The professor suggests journalists “prioritize news stories with civic value, they should trust their instincts rather than relying on the unreliable seismograph offered by ‘Most Read’ lists.”

“I actually think this is a healthier business model for local news organizations than the current reliance on what is a declining share of advertising revenue,” says Franklin. He recommends publishers shift their focus from viral, clickbait-type stories and headlines, towards “building a long-term relationship with a core cohort of paying subscribers.”

According to Tom Rosenstiel, Executive Director of the American Press Institute, “The traffic to most sites is coming from a core group. So the key is to expand that core group – not to get people who come twice a month to come four times a month.”

Both Rosenstiel and Ed Malthouse, Research Director of Medill’s Spiegel Research Center, suggest that email newsletters offer an effective way to get more readers into a daily habit.

We’ve seen data from Google that shows that email newsletters are the single most effective way to get people to decide to subscribe.

Tom Rosenstiel, Executive Director of the American Press Institute

“Vast unrealized potential”

A generic newsletter that just contains the latest links won’t work though. With so much information out there, newsletters need to stand out with a personal and engaging tone. Otherwise, readers who are already overwhelmed with updates would not care to look at them.

Personalization is the key to success for newsletters. While customization, where readers can choose what newsletters they want to receive is common, personalization, according to the Medill study, is “an idea with vast unrealized potential.”

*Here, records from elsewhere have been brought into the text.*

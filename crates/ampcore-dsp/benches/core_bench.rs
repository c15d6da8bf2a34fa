//! Criterion benchmarks for ampcore-dsp primitives
//!
//! Run with: cargo bench -p ampcore-dsp
#![allow(missing_docs)]

use ampcore_dsp::{Biquad, SmoothedParam, lowpass_coefficients};
use criterion::{BenchmarkId, Criterion, black_box, criterion_group, criterion_main};

const SAMPLE_RATE: f32 = 48000.0;
const BLOCK_SIZES: &[usize] = &[64, 128, 256, 512, 1024];

fn generate_test_signal(size: usize) -> Vec<f32> {
    (0..size)
        .map(|i| {
            let t = i as f32 / SAMPLE_RATE;
            (2.0 * std::f32::consts::PI * 440.0 * t).sin() * 0.5
        })
        .collect()
}

fn bench_biquad(c: &mut Criterion) {
    let mut group = c.benchmark_group("Biquad");

    let (b0, b1, b2, a0, a1, a2) = lowpass_coefficients(1000.0, 0.707, SAMPLE_RATE);

    for &block_size in BLOCK_SIZES {
        let input = generate_test_signal(block_size);

        group.bench_with_input(
            BenchmarkId::new("process", block_size),
            &block_size,
            |b, _| {
                let mut biquad = Biquad::new();
                biquad.set_coefficients(b0, b1, b2, a0, a1, a2);
                b.iter(|| {
                    for &sample in &input {
                        black_box(biquad.process(black_box(sample)));
                    }
                });
            },
        );
    }

    group.bench_function("coefficient_calc", |b| {
        b.iter(|| {
            black_box(lowpass_coefficients(
                black_box(1000.0),
                black_box(0.707),
                black_box(SAMPLE_RATE),
            ))
        });
    });

    group.finish();
}

fn bench_smoothed_param(c: &mut Criterion) {
    let mut group = c.benchmark_group("SmoothedParam");

    for &block_size in BLOCK_SIZES {
        group.bench_with_input(
            BenchmarkId::new("ramping", block_size),
            &block_size,
            |b, &size| {
                let mut param = SmoothedParam::with_config(1.0, SAMPLE_RATE, 100.0);
                b.iter(|| {
                    param.set_target(black_box(0.5));
                    for _ in 0..size {
                        black_box(param.advance());
                    }
                });
            },
        );

        group.bench_with_input(
            BenchmarkId::new("settled", block_size),
            &block_size,
            |b, &size| {
                let mut param = SmoothedParam::with_config(1.0, SAMPLE_RATE, 100.0);
                for _ in 0..48000 {
                    param.advance();
                }
                b.iter(|| {
                    for _ in 0..size {
                        black_box(param.advance());
                    }
                });
            },
        );
    }

    group.finish();
}

criterion_group!(benches, bench_biquad, bench_smoothed_param);

criterion_main!(benches);
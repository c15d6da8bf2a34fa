//! Uniform-partitioned overlap-add FFT convolution for a single block size.
//!
//! The impulse response is chopped into consecutive `block`-sample segments,
//! each zero-padded to `2 * block` and transformed once at construction.
//! Every call to [`PartitionedConvolver::process_block`] transforms one new
//! `block`-sample input chunk, multiplies it against every IR partition at
//! its matching delay, sums the products in the frequency domain, and
//! inverse-transforms the sum. Each inverse-FFT produces `2 * block` samples
//! of which the first `block` overlap the previous call's tail; the two are
//! added together (overlap-add) to produce the linear convolution output.

use rustfft::num_complex::Complex;
use rustfft::{Fft, FftPlanner};
use std::collections::VecDeque;
use std::sync::Arc;

pub struct PartitionedConvolver {
    block: usize,
    fft: Arc<dyn Fft<f32>>,
    ifft: Arc<dyn Fft<f32>>,
    ir_partitions: Vec<Vec<Complex<f32>>>,
    input_history: VecDeque<Vec<Complex<f32>>>,
    overlap: Vec<f32>,
    forward_scratch: Vec<Complex<f32>>,
    accumulator: Vec<Complex<f32>>,
}

impl PartitionedConvolver {
    /// Build a convolver for `ir`, partitioned into `block`-sample segments.
    /// `ir` may be any length, including zero (a convolver with no
    /// partitions that always outputs silence).
    pub fn new(block: usize, ir: &[f32]) -> Self {
        assert!(block > 0, "block size must be positive");
        let fft_size = block * 2;
        let mut planner = FftPlanner::new();
        let fft = planner.plan_fft_forward(fft_size);
        let ifft = planner.plan_fft_inverse(fft_size);

        let ir_partitions = if ir.is_empty() {
            Vec::new()
        } else {
            ir.chunks(block)
                .map(|chunk| {
                    let mut buf = vec![Complex::new(0.0, 0.0); fft_size];
                    for (slot, &sample) in buf.iter_mut().zip(chunk.iter()) {
                        *slot = Complex::new(sample, 0.0);
                    }
                    fft.process(&mut buf);
                    buf
                })
                .collect()
        };

        Self {
            block,
            fft,
            ifft,
            ir_partitions,
            input_history: VecDeque::new(),
            overlap: vec![0.0; block],
            forward_scratch: vec![Complex::new(0.0, 0.0); fft_size],
            accumulator: vec![Complex::new(0.0, 0.0); fft_size],
        }
    }

    pub fn block_size(&self) -> usize {
        self.block
    }

    pub fn num_partitions(&self) -> usize {
        self.ir_partitions.len()
    }

    /// Process exactly `block_size()` input samples, writing exactly
    /// `block_size()` output samples.
    pub fn process_block(&mut self, input: &[f32], output: &mut [f32]) {
        debug_assert_eq!(input.len(), self.block);
        debug_assert_eq!(output.len(), self.block);

        if self.ir_partitions.is_empty() {
            output.copy_from_slice(&self.overlap);
            self.overlap.iter_mut().for_each(|s| *s = 0.0);
            return;
        }

        for slot in self.forward_scratch.iter_mut() {
            *slot = Complex::new(0.0, 0.0);
        }
        for (slot, &sample) in self.forward_scratch.iter_mut().zip(input.iter()) {
            *slot = Complex::new(sample, 0.0);
        }
        self.fft.process(&mut self.forward_scratch);

        self.input_history.push_front(self.forward_scratch.clone());
        if self.input_history.len() > self.ir_partitions.len() {
            self.input_history.pop_back();
        }

        for slot in self.accumulator.iter_mut() {
            *slot = Complex::new(0.0, 0.0);
        }
        for (delayed, ir_partition) in self.input_history.iter().zip(self.ir_partitions.iter()) {
            for (acc, (x, h)) in
                self.accumulator.iter_mut().zip(delayed.iter().zip(ir_partition.iter()))
            {
                *acc += x * h;
            }
        }

        self.ifft.process(&mut self.accumulator);
        let scale = 1.0 / (self.block * 2) as f32;

        for i in 0..self.block {
            output[i] = self.accumulator[i].re * scale + self.overlap[i];
        }
        for i in 0..self.block {
            self.overlap[i] = self.accumulator[self.block + i].re * scale;
        }
    }

    /// Total algorithmic latency introduced by this single block stage.
    pub fn latency_samples(&self) -> usize {
        self.block
    }
}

Which brings us to the findings of the Reuters study. When combined, the findings of both studies indicate that offering a personalized experience to readers—by sharing with them stories that have personal relevance for them—could foster loyalty and encourage readers to subscribe and subscribers to stay.

The New York Times, for example, uses a combination of human curation and machine learning to send readers a personalized newsletter, “Your Weekly Edition” that features stories they “might have missed.” The publisher uses an automated system that selects articles for individual readers, based on their reading history, and what other readers have found interesting.

With traffic from social media being unreliable, newsletters offer publishers a better opportunity to build a long-term relationship with readers. Moreover, readers chose to receive newsletters, which indicates they are already interested. That’s like a major hurdle out of the way. If the publisher is then able to hook readers through content that matters to them, then over time they are more likely to become paid subscribers.